Woman Hollering Creek and Other Stories

Reception

Cisneros has been honored with several awards as a result of Woman Hollering Creek and Other Stories, including the PEN Center West Award for best fiction, the Lannan Foundation Literary Award, the Quality Paperback Book Club New Voices Award, and, in 1993, the Anisfield-Wolf Book Award.[43][44] K. Prescott states that once the book was published, Woman Hollering Creek and Other Stories was well-received because women of many cultures could relate to the stories: "Cisneros surveys woman's condition—a condition that is both precisely Latina and general to women everywhere. Her characters include preadolescent girls, disappointed brides, religious women, consoling partners and deeply cynical women who enjoy devouring men. They are without exception strong girls, strong women."[6] Marcia Tager comments again on the characters, saying that Cisneros "writes with humour and love about people she knows intimately".[45] For critic Ilan Stavans, the stories are not just words, but "a mosaic of voices of Mexican-Americans who joke, love, hate and comment on fame and sexuality... They are verbal photographs, memorabilia, reminiscences of growing up in a Hispanic milieu."[11] The American Library Journal and The New York Times honoured Woman Hollering Creek and Other Stories as a noteworthy book of the year.[46] The New York Times reviewer Bebe Moore Campbell wrote in 1991 that "[these] stories about women struggling to take control of their lives traverse geographical, historical and emotional borders and invite us into the souls of characters as unforgettable as the first kiss".[5] Apart from much praise, one criticism is that Cisneros stereotypes Hispanic men and women in her stories.
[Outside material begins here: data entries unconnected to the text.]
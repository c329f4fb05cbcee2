//! The running instrument session.
//!
//! `Session` owns everything that used to be ambient state: the sample store,
//! the voice pool, each instrument's held notes, metronome and recorder, the
//! highlight state and the sample clock. The UI thread dispatches actions and
//! the audio callback renders blocks; both go through the same
//! `Arc<Mutex<Session>>`, so actions apply in arrival order.

use std::{
    path::PathBuf,
    sync::{Arc, Mutex},
    thread::{self, JoinHandle},
};

#[cfg(feature = "rtrb")]
use rtrb::Producer;
use tracing::{debug, info, warn};

use crate::{
    config::Config,
    graph::sampler::SampleNode,
    instrument::{Instrument, NoteId, NoteName, PerInstrument, PercussionSound},
    metronome::{Metronome, Tempo},
    recorder::{Recorder, Recording},
    router::{InputEvent, InputRouter},
    samples::SampleStore,
    synth::{tone, NoteRegistry, VoiceHandle, VoicePool},
    Result, MAX_BLOCK_SIZE,
};

/// Seconds a drum button stays lit after a stroke.
pub const FLASH_SECONDS: f32 = 0.15;

/// Everything the player can ask for.
#[derive(Debug, Clone, Copy, PartialEq, Eq)]
pub enum Action {
    Play { instrument: Instrument, note: NoteId },
    Stop { instrument: Instrument, note: NoteName },
    StopAll(Instrument),
    SwitchPage(Instrument),
    ToggleMetronome(Instrument),
    SetTempo(Instrument, Tempo),
    /// Shift the tempo by a number of BPM.
    NudgeTempo(Instrument, i64),
    ToggleRecording(Instrument),
    PlayRecording(Instrument),
    DownloadRecording(Instrument),
}

/// What came of a dispatched action.
#[derive(Debug, Clone, PartialEq)]
pub enum Outcome {
    Applied,
    /// Nothing to do (note already held, nothing recorded, ...).
    Ignored,
    /// A recording was written to this path.
    Saved(PathBuf),
}

#[derive(Debug, Clone, Copy)]
struct Flash {
    sound: PercussionSound,
    until: u64,
}

pub struct Session {
    sample_rate: f32,
    clock: u64,
    samples: SampleStore,
    loading: bool,
    pool: VoicePool,
    registries: PerInstrument<NoteRegistry>,
    metronomes: PerInstrument<Metronome>,
    recorders: PerInstrument<Recorder>,
    router: InputRouter,
    flashes: Vec<Flash>,
    output_dir: PathBuf,
    #[cfg(feature = "rtrb")]
    scope: Option<Producer<f32>>,
}

impl Session {
    /// A session rendering at the sample store's rate.
    pub fn new(samples: SampleStore, config: &Config) -> Self {
        let sample_rate = samples.sample_rate();
        let tempo = config.metronome.tempo();
        let format = config.recording.format.as_str();

        Self {
            sample_rate,
            clock: 0,
            samples,
            loading: false,
            pool: VoicePool::new(sample_rate),
            registries: PerInstrument::from_fn(NoteRegistry::new),
            metronomes: PerInstrument::from_fn(|_| Metronome::new(sample_rate, tempo)),
            recorders: PerInstrument::from_fn(|instrument| {
                Recorder::new(instrument, sample_rate, format)
            }),
            router: InputRouter::new(Instrument::Piri),
            flashes: Vec::new(),
            output_dir: config.recording.output_dir.clone(),
            #[cfg(feature = "rtrb")]
            scope: None,
        }
    }

    pub fn sample_rate(&self) -> f32 {
        self.sample_rate
    }

    /// Frames rendered so far.
    pub fn now(&self) -> u64 {
        self.clock
    }

    pub fn page(&self) -> Instrument {
        self.router.page()
    }

    pub fn samples(&self) -> &SampleStore {
        &self.samples
    }

    pub fn samples_mut(&mut self) -> &mut SampleStore {
        &mut self.samples
    }

    pub fn registry(&self, instrument: Instrument) -> &NoteRegistry {
        &self.registries[instrument]
    }

    pub fn metronome(&self, instrument: Instrument) -> &Metronome {
        &self.metronomes[instrument]
    }

    pub fn recorder(&self, instrument: Instrument) -> &Recorder {
        &self.recorders[instrument]
    }

    pub fn pool(&self) -> &VoicePool {
        &self.pool
    }

    /// Held notes across all instruments.
    pub fn active_note_count(&self) -> usize {
        self.registries.iter().map(|(_, r)| r.len()).sum()
    }

    /// Stream every rendered block to `producer` (oscilloscope).
    #[cfg(feature = "rtrb")]
    pub fn attach_scope(&mut self, producer: Producer<f32>) {
        self.scope = Some(producer);
    }

    /// Route a raw input event and dispatch the resulting action.
    pub fn handle_input(&mut self, event: InputEvent) -> Result<Outcome> {
        match self.router.route(event) {
            Some(action) => self.dispatch(action),
            None => Ok(Outcome::Ignored),
        }
    }

    pub fn dispatch(&mut self, action: Action) -> Result<Outcome> {
        debug!(?action, "dispatch");
        match action {
            Action::Play { instrument, note } => self.play(instrument, note),
            Action::Stop { instrument, note } => Ok(applied(self.stop_note(instrument, note))),
            Action::StopAll(instrument) => {
                self.stop_all(instrument);
                Ok(Outcome::Applied)
            }
            Action::SwitchPage(page) => {
                self.switch_page(page);
                Ok(Outcome::Applied)
            }
            Action::ToggleMetronome(instrument) => {
                self.toggle_metronome(instrument);
                Ok(Outcome::Applied)
            }
            Action::SetTempo(instrument, tempo) => {
                self.set_tempo(instrument, tempo);
                Ok(Outcome::Applied)
            }
            Action::NudgeTempo(instrument, delta) => {
                let tempo = self.metronomes[instrument].tempo().nudge(delta);
                self.set_tempo(instrument, tempo);
                Ok(Outcome::Applied)
            }
            Action::ToggleRecording(instrument) => self.toggle_recording(instrument),
            Action::PlayRecording(instrument) => Ok(applied(self.play_recording(instrument))),
            Action::DownloadRecording(instrument) => self.download_recording(instrument),
        }
    }

    /// Sound `note` on `instrument`.
    ///
    /// Held notes are ignored while already sounding. Melodic instruments fail
    /// with `SampleNotLoaded` until their sample is in the store; drums fall
    /// back to synthesis.
    pub fn play(&mut self, instrument: Instrument, note: NoteId) -> Result<Outcome> {
        match (instrument, note) {
            (Instrument::Janggu, NoteId::Percussion(sound)) => {
                self.strike(sound);
                Ok(Outcome::Applied)
            }
            (Instrument::Piri | Instrument::Haegeum, NoteId::Pitch(note)) => {
                if self.registries[instrument].is_active(note) {
                    return Ok(Outcome::Ignored);
                }

                let tone = tone::sustained(&self.samples, instrument, note.frequency())?;
                let take = self.recorders[instrument].current_take();
                let id = self.pool.spawn(instrument, tone.graph, tone.frequency, take);
                let handle = VoiceHandle {
                    id,
                    tail: tone.tail.unwrap_or_default(),
                    playback_rate: tone.playback_rate,
                };
                self.registries[instrument].insert(note, handle);
                Ok(Outcome::Applied)
            }
            _ => {
                warn!(%instrument, %note, "note does not belong to instrument");
                Ok(Outcome::Ignored)
            }
        }
    }

    fn strike(&mut self, sound: PercussionSound) {
        let tone = tone::percussion(&self.samples, sound);
        let take = self.recorders[Instrument::Janggu].current_take();
        self.pool.spawn(Instrument::Janggu, tone.graph, tone.frequency, take);

        let until = self.clock + (FLASH_SECONDS * self.sample_rate).round() as u64;
        self.flashes.retain(|flash| flash.sound != sound);
        self.flashes.push(Flash { sound, until });
    }

    /// Release a held note. Returns whether it was held.
    pub fn stop_note(&mut self, instrument: Instrument, note: NoteName) -> bool {
        self.registries[instrument].stop(note, &mut self.pool, self.clock)
    }

    pub fn stop_all(&mut self, instrument: Instrument) {
        let stopped = self.registries[instrument].stop_all(&mut self.pool, self.clock);
        if !stopped.is_empty() {
            debug!(%instrument, count = stopped.len(), "stopped all notes");
        }
    }

    /// Show `page`: every sounding note on every instrument stops and all
    /// highlights clear.
    pub fn switch_page(&mut self, page: Instrument) {
        for instrument in Instrument::ALL {
            self.stop_all(instrument);
        }
        self.flashes.clear();
        self.router.set_page(page);
        info!(%page, "page shown");
    }

    /// Notes currently lit on `instrument`'s page.
    pub fn highlighted(&self, instrument: Instrument) -> Vec<NoteId> {
        match instrument {
            Instrument::Janggu => self
                .flashes
                .iter()
                .filter(|flash| flash.until > self.clock)
                .map(|flash| NoteId::Percussion(flash.sound))
                .collect(),
            _ => self.registries[instrument].notes().map(NoteId::Pitch).collect(),
        }
    }

    /// Returns whether the metronome runs afterwards.
    pub fn toggle_metronome(&mut self, instrument: Instrument) -> bool {
        let running = self.metronomes[instrument].toggle(self.clock);
        info!(%instrument, running, "metronome toggled");
        running
    }

    pub fn set_tempo(&mut self, instrument: Instrument, tempo: Tempo) -> Tempo {
        self.metronomes[instrument].set_tempo(tempo, self.clock)
    }

    pub fn toggle_recording(&mut self, instrument: Instrument) -> Result<Outcome> {
        if self.recorders[instrument].is_recording() {
            self.stop_recording(instrument)?;
        } else {
            self.start_recording(instrument);
        }
        Ok(Outcome::Applied)
    }

    /// Begin a fresh take. A take already in flight is discarded.
    pub fn start_recording(&mut self, instrument: Instrument) {
        self.recorders[instrument].start();
    }

    pub fn stop_recording(&mut self, instrument: Instrument) -> Result<Option<&Recording>> {
        self.recorders[instrument].stop()
    }

    /// Play the last recording once at its recorded speed.
    pub fn play_recording(&mut self, instrument: Instrument) -> bool {
        let Some(recording) = self.recorders[instrument].recording() else {
            debug!(%instrument, "nothing recorded yet");
            return false;
        };
        let Some((buffer, rate)) = recording.playback_buffer() else {
            return false;
        };

        let node = SampleNode::one_shot(buffer, rate);
        self.pool.spawn(instrument, Box::new(node), 0.0, None);
        true
    }

    /// Save the last recording into the configured output directory.
    pub fn download_recording(&mut self, instrument: Instrument) -> Result<Outcome> {
        match self.recorders[instrument].download(&self.output_dir)? {
            Some(path) => Ok(Outcome::Saved(path)),
            None => Ok(Outcome::Ignored),
        }
    }

    /// Claim the store for a background load. `None` while a load is running.
    pub fn begin_loading(&mut self) -> Option<SampleStore> {
        if self.loading {
            return None;
        }
        self.loading = true;
        Some(self.samples.clone())
    }

    /// Install samples loaded off the audio thread.
    pub fn install_samples(&mut self, store: SampleStore) {
        self.samples.absorb(store);
        self.loading = false;
        info!(loaded = self.samples.loaded_count(), "samples installed");
    }

    pub fn is_loading(&self) -> bool {
        self.loading
    }

    /// Render the next `out.len()` frames of the mix.
    ///
    /// Metronome clicks land on their exact frame: the block is split at
    /// every due click.
    pub fn render_block(&mut self, out: &mut [f32]) {
        let mut offset = 0;
        while offset < out.len() {
            for (instrument, metronome) in self.metronomes.iter_mut() {
                while metronome.take_due(self.clock) {
                    let click = tone::click();
                    self.pool.spawn(instrument, click.graph, click.frequency, None);
                }
            }

            let mut len = (out.len() - offset).min(MAX_BLOCK_SIZE);
            for (_, metronome) in self.metronomes.iter() {
                if let Some(frames) = metronome.frames_until_next(self.clock) {
                    len = len.min(frames.max(1) as usize);
                }
            }

            let takes = PerInstrument::from_fn(|instrument| self.recorders[instrument].current_take());
            self.pool
                .render_block(&mut out[offset..offset + len], self.clock, &takes);

            for (instrument, recorder) in self.recorders.iter_mut() {
                if recorder.is_recording() {
                    recorder.capture(self.pool.tap(instrument));
                }
            }

            self.clock += len as u64;
            offset += len;
        }

        let now = self.clock;
        self.flashes.retain(|flash| flash.until > now);

        #[cfg(feature = "rtrb")]
        self.feed_scope(out);
    }

    #[cfg(feature = "rtrb")]
    fn feed_scope(&mut self, out: &[f32]) {
        let Some(scope) = self.scope.as_mut() else {
            return;
        };
        for &sample in out {
            // a full ring means the UI is behind; drop the rest of the block
            if scope.push(sample).is_err() {
                break;
            }
        }
    }
}

fn applied(done: bool) -> Outcome {
    if done {
        Outcome::Applied
    } else {
        Outcome::Ignored
    }
}

/// Load every sample on a background thread and install the result.
///
/// Returns `None` if a load is already in progress.
pub fn spawn_loader(session: Arc<Mutex<Session>>) -> Option<JoinHandle<usize>> {
    let mut store = session.lock().ok()?.begin_loading()?;

    let handle = thread::spawn(move || {
        let loaded = store.load_all();
        match session.lock() {
            Ok(mut session) => session.install_samples(store),
            Err(_) => warn!("session lock poisoned, samples dropped"),
        }
        loaded
    });
    Some(handle)
}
Stavans argues that the males "are always abusive, alcoholic and egotistical", while the women are "naïve [and] doll-like".[11]

Susan Wood comments on the publication of Woman Hollering Creek by Random House: "Despite the growing number and influence of Latinos in the USA, the only identifiably Latin's names–with a few exceptions like Oscar Hijuelos–on books published by major houses are those translations of Latin American novels."[39]